The container-shipping industry has been highly unprofitable over the past five years. Making things worse, earnings have been exceptionally volatile. Several factors are responsible, notably trade’s spotty recovery from the global financial crisis, and redoubled efforts by corporate customers to control costs. Some of the pain is self-inflicted: as in past cycles, the industry extrapolated the good times and foresaw an unsustainable rise in demand. It is now building capacity that appears will be mostly unneeded.

These problems are real and significant, and largely beyond the power of any one company to address. But shipping companies cannot afford to throw up their hands and accept their fate. Hidden beneath these issues (and driving them to a degree) is another set of challenges that shipping lines can readily take on. Across the enterprise, in commercial, operations, and network and fleet activities, shipping lines have opportunities to improve performance. In sales, for example, carriers often confuse their costs with the value received by customers and fail to charge a premium for services for which shippers will pay more. In operations, many lines treat bunker as just another cost of doing business. In fact, fuel presents many opportunities, not just in procurement, but also in consumption. In network design, more than a few shipping companies use outmoded approaches to design their routes; new and more powerful systems use algorithms to make better, more effective decisions about networks.

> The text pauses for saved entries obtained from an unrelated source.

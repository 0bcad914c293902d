/// Semantic font descriptor. Resolution to an actual face is left to the
/// text backend.
#[derive(Clone, Debug, PartialEq)]
pub struct Font {
    pub family: FontFamily,
    /// Point size; also the em size used for measurement.
    pub size: f32,
    pub weight: FontWeight,
}

#[derive(Clone, Debug, Default, PartialEq, Eq, Hash)]
pub enum FontFamily {
    #[default]
    SansSerif,
    Serif,
    Monospace,
    Named(String),
}

#[derive(Clone, Copy, Debug, PartialEq, Eq, Hash)]
pub struct FontWeight(pub u16);

impl FontWeight {
    pub const REGULAR: FontWeight = FontWeight(400);
    pub const MEDIUM: FontWeight = FontWeight(500);
    pub const BOLD: FontWeight = FontWeight(700);
}

impl Default for FontWeight {
    fn default() -> Self {
        FontWeight::REGULAR
    }
}

impl Font {
    pub fn system(size: f32) -> Self {
        Self {
            family: FontFamily::SansSerif,
            size,
            weight: FontWeight::REGULAR,
        }
    }

    pub fn bold_system(size: f32) -> Self {
        Self {
            weight: FontWeight::BOLD,
            ..Self::system(size)
        }
    }

    pub fn named(name: impl Into<String>, size: f32) -> Self {
        Self {
            family: FontFamily::Named(name.into()),
            ..Self::system(size)
        }
    }

    pub fn with_size(mut self, size: f32) -> Self {
        self.size = size;
        self
    }
}

impl Default for Font {
    fn default() -> Self {
        Font::system(12.0)
    }
}
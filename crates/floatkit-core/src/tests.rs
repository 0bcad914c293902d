#[cfg(test)]
mod tests {
    use crate::animation::*;
    use crate::{Color, Font, FontFamily, FontWeight, Rect, Size, Vec2};
    use web_time::Duration;

    #[test]
    fn test_color_from_hex() {
        let c = Color::from_hex("#FF5733");
        assert_eq!(c, Color(255, 87, 51, 255));

        let c_alpha = Color::from_hex("#FF5733AA");
        assert_eq!(c_alpha, Color(255, 87, 51, 170));
    }

    #[test]
    fn test_color_parse_hex_rejects_garbage() {
        assert_eq!(Color::parse_hex("#12345"), None);
        assert_eq!(Color::parse_hex("zzzzzz"), None);
        assert_eq!(Color::parse_hex("#é12345"), None);
        assert_eq!(Color::from_hex("nope"), Color::BLACK);
    }

    #[test]
    fn test_color_faded() {
        assert_eq!(Color::BLUE.faded(0.5), Color(0, 0, 255, 128));
        assert_eq!(Color::BLUE.faded(2.0), Color::BLUE);
    }

    #[test]
    fn test_rect_contains() {
        let rect = Rect::new(10.0, 10.0, 100.0, 50.0);

        assert!(rect.contains(Vec2 { x: 50.0, y: 30.0 }));
        assert!(!rect.contains(Vec2 { x: 5.0, y: 30.0 }));
        assert!(!rect.contains(Vec2 { x: 50.0, y: 70.0 }));
    }

    #[test]
    fn test_rect_empty_and_translate() {
        assert!(Rect::ZERO.is_empty());
        assert!(Rect::new(4.0, 4.0, 10.0, 0.0).is_empty());
        assert!(!Rect::new(0.0, 0.0, 1.0, 1.0).is_empty());

        let moved = Rect::new(0.0, 14.8, 60.0, 15.6).translate(0.0, -27.6);
        assert_eq!(moved.size(), Size::new(60.0, 15.6));
        assert!((moved.y - -12.8).abs() < 1e-4);
    }

    #[test]
    fn test_font_defaults() {
        let f = Font::default();
        assert_eq!(f.size, 12.0);
        assert_eq!(f.family, FontFamily::SansSerif);
        assert_eq!(Font::bold_system(15.0).weight, FontWeight::BOLD);
    }

    #[test]
    fn test_animation_deterministic() {
        let clock = TestClock::install();

        let mut a = AnimatedValue::new(
            0.0f32,
            AnimationSpec::tween(Duration::from_millis(1000), Easing::Linear),
        );
        a.set_target(10.0);
        clock.advance(Duration::from_millis(250));
        assert!(a.update());
        assert!((*a.get() - 2.5).abs() < 0.01);

        clock.advance(Duration::from_millis(750));
        let cont = a.update();
        assert!(!cont);
        assert!((*a.get() - 10.0).abs() < 0.001);
        reset_clock();
    }

    #[test]
    fn test_retarget_restarts_from_current() {
        let clock = TestClock::install();

        let mut a = AnimatedValue::new(
            0.0f32,
            AnimationSpec::tween(Duration::from_millis(100), Easing::Linear),
        );
        a.set_target(1.0);
        clock.advance(Duration::from_millis(50));
        a.update();

        a.set_target(0.0);
        assert_eq!(*a.target(), 0.0);
        clock.advance(Duration::from_millis(50));
        a.update();
        assert!((*a.get() - 0.25).abs() < 1e-3);
        reset_clock();
    }

    #[test]
    fn test_zero_duration_completes_on_first_update() {
        let _clock = TestClock::install();
        let mut a = AnimatedValue::new(
            Rect::ZERO,
            AnimationSpec::tween(Duration::ZERO, Easing::EaseInOut),
        );
        a.set_target(Rect::new(0.0, -10.0, 5.0, 5.0));
        assert!(a.is_animating());
        assert!(!a.update());
        assert_eq!(*a.get(), Rect::new(0.0, -10.0, 5.0, 5.0));
        reset_clock();
    }

    #[test]
    fn test_snap_cancels_animation() {
        let _clock = TestClock::install();
        let mut a = AnimatedValue::new(0.0f32, AnimationSpec::default());
        a.set_target(1.0);
        a.snap_to(0.5);
        assert!(!a.is_animating());
        assert_eq!(*a.get(), 0.5);
        assert_eq!(*a.target(), 0.5);
        reset_clock();
    }

    #[test]
    fn test_ease_in_out_endpoints() {
        for e in [Easing::Linear, Easing::EaseIn, Easing::EaseOut, Easing::EaseInOut] {
            assert!(e.interpolate(0.0).abs() < 1e-6);
            assert!((e.interpolate(1.0) - 1.0).abs() < 1e-6);
        }
    }
}
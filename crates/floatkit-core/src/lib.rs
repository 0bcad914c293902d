//! # Floatkit core
//!
//! Plain data shared by the floatkit crates:
//!
//! - [`Rect`], [`Size`], [`Vec2`]: label frames and widget bounds.
//! - [`Color`] and [`Font`]: semantic label styling.
//! - [`animation`]: a per-thread animation clock and [`AnimatedValue`],
//!   the property animator labels use for their frame and opacity.
//! - [`TextMeasure`]: the "size that fits" contract a text backend provides.
//!
//! Animations are pulled, not pushed: owners call `update()` once per frame
//! and read the current value back.
//!
//! ```rust
//! use floatkit_core::animation::{AnimatedValue, AnimationSpec, Easing, TestClock};
//! use floatkit_core::Duration;
//!
//! let clock = TestClock::install();
//! let mut alpha = AnimatedValue::new(
//!     0.0f32,
//!     AnimationSpec::tween(Duration::from_millis(100), Easing::Linear),
//! );
//! alpha.set_target(1.0);
//! clock.advance(Duration::from_millis(50));
//! assert!(alpha.update());
//! assert!((*alpha.get() - 0.5).abs() < 1e-3);
//! ```

pub mod animation;
pub mod color;
pub mod font;
pub mod geometry;
pub mod measure;
mod tests;

pub use animation::{AnimatedValue, AnimationSpec, Easing, Interpolate};
pub use color::*;
pub use font::*;
pub use geometry::*;
pub use measure::*;

pub use web_time::{Duration, Instant};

With a little bit here and a little bit there, companies that take on a full program of initiatives can boost earnings by as much as 10 to 20 percentage points—enough to reverse the recent trend, and return to profit. To realize that kind of upside, however, firms must also ready their organizations for change. That’s a nontrivial challenge: in many ways, very little has changed in container shipping since the first crane hoisted the first box in 1956. Companies need to find ways to help employees embrace new ways of working and must be prepared to bet on the future. Carriers that embrace change will be better prepared than their rivals to make the best of the current business cycle and to thrive in the next one.

The industry’s bleak economics

Transport is often seen as the harbinger of the broader economy. It certainly fulfilled that role in the recent economic crisis, as business fell off precipitously. However, shipping is now also a kind of lagging indicator: its performance is trailing the broader, somewhat erratic global recovery.

A big part of the problem is that the industry continues to add capacity. By 2015, the typical vessel delivered will handle about 10,000 20-foot equivalent units (TEU), five times more than ships built in the 1990s. Not surprisingly, pressure to fill this capacity and capture the efficiency benefits of larger vessels has led to hasty decisions by carriers. In turn, profits have become exceptionally volatile. Record losses in 2009 were followed by strong profits in 2010―and significant losses again in 2011 (Exhibit 1).